Sift through the material below and return the lines with "external".

::::::

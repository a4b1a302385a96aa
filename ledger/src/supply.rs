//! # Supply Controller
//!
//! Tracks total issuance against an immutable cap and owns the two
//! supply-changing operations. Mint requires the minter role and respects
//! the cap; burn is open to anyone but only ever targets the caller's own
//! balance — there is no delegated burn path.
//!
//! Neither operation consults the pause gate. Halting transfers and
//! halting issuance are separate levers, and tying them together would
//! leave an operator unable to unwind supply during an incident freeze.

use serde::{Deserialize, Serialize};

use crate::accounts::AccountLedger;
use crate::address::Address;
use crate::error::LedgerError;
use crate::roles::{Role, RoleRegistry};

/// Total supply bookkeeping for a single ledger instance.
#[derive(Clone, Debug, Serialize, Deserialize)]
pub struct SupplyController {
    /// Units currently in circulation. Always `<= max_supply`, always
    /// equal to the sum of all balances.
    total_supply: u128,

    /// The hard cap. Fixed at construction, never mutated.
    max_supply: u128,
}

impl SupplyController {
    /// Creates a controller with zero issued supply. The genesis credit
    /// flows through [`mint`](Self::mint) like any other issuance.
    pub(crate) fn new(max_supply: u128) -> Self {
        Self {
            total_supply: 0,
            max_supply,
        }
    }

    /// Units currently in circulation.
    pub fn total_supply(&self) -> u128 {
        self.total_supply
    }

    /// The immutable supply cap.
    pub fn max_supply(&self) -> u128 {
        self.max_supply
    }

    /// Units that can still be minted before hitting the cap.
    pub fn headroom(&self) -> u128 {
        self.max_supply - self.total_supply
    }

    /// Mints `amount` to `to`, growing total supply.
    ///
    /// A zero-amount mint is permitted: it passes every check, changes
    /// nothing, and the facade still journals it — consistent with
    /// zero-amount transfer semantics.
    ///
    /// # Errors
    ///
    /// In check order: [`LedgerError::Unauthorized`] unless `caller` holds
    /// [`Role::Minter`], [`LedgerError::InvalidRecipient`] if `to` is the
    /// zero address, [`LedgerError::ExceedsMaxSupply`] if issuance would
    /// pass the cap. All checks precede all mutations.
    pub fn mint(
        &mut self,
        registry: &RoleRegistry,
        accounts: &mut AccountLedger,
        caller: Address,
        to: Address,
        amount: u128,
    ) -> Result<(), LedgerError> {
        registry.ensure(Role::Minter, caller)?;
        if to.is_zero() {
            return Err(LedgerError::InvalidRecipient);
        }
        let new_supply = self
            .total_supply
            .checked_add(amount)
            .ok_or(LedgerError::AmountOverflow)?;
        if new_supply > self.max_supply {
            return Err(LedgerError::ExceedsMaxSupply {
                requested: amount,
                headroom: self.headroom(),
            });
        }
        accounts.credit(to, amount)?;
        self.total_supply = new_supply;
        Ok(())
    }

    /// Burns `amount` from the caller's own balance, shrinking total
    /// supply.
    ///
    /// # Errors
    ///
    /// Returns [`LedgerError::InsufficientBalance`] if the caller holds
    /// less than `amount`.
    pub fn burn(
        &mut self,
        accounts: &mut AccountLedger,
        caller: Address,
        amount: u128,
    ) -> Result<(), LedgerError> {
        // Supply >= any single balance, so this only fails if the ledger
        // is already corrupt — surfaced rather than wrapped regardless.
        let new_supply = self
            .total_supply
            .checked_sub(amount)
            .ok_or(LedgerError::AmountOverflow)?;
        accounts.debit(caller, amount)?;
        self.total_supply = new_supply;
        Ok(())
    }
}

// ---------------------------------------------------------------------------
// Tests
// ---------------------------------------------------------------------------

::::::

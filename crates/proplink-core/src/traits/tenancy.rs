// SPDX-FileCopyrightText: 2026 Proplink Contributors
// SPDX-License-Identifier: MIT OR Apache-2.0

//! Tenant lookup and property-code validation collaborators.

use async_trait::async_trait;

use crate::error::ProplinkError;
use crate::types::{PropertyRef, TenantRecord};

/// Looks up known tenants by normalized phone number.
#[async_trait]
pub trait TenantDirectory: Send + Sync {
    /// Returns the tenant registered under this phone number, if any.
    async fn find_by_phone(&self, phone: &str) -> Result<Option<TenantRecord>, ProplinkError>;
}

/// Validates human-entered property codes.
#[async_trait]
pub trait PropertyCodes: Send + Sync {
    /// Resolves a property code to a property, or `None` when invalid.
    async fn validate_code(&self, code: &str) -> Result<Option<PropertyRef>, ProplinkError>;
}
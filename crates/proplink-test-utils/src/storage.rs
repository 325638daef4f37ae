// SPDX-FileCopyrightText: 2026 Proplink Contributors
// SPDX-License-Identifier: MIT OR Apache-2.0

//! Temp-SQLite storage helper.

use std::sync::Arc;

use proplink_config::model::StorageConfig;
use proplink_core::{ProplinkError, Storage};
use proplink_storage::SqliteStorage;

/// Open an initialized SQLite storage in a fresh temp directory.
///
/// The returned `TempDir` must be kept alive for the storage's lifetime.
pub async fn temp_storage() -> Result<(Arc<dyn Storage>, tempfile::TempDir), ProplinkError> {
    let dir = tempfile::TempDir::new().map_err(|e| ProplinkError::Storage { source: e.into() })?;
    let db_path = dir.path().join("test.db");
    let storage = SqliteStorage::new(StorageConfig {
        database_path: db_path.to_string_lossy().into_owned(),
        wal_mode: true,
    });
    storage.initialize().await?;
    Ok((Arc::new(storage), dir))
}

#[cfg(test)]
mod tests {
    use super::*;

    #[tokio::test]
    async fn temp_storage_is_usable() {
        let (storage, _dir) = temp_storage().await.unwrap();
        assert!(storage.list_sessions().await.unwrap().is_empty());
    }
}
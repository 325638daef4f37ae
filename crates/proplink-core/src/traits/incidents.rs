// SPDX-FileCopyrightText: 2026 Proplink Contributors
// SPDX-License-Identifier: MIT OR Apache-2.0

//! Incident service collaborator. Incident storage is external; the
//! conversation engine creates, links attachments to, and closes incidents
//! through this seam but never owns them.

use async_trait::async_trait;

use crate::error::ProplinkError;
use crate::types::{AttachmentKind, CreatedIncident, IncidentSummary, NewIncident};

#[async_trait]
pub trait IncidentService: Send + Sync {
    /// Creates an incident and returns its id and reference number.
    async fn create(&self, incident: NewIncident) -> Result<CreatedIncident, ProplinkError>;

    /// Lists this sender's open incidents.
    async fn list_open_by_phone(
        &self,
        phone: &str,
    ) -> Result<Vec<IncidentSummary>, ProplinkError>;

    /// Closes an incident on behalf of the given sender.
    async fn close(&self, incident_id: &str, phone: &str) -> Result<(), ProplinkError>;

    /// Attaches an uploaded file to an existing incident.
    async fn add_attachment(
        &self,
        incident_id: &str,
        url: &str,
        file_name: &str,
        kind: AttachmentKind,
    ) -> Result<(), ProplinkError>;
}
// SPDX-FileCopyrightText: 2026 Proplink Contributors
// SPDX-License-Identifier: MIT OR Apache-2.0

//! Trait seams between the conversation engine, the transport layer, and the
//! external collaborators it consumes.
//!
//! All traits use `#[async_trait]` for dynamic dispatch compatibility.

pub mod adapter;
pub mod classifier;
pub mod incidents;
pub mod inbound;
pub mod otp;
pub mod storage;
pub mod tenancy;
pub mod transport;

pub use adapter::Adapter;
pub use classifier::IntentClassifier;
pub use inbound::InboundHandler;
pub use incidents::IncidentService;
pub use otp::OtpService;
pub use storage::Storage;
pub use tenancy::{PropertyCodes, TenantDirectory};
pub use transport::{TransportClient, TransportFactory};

::::::

**Your response**
//! Incident service collaborator. Incident storage is external; the
//! external collaborators it consumes.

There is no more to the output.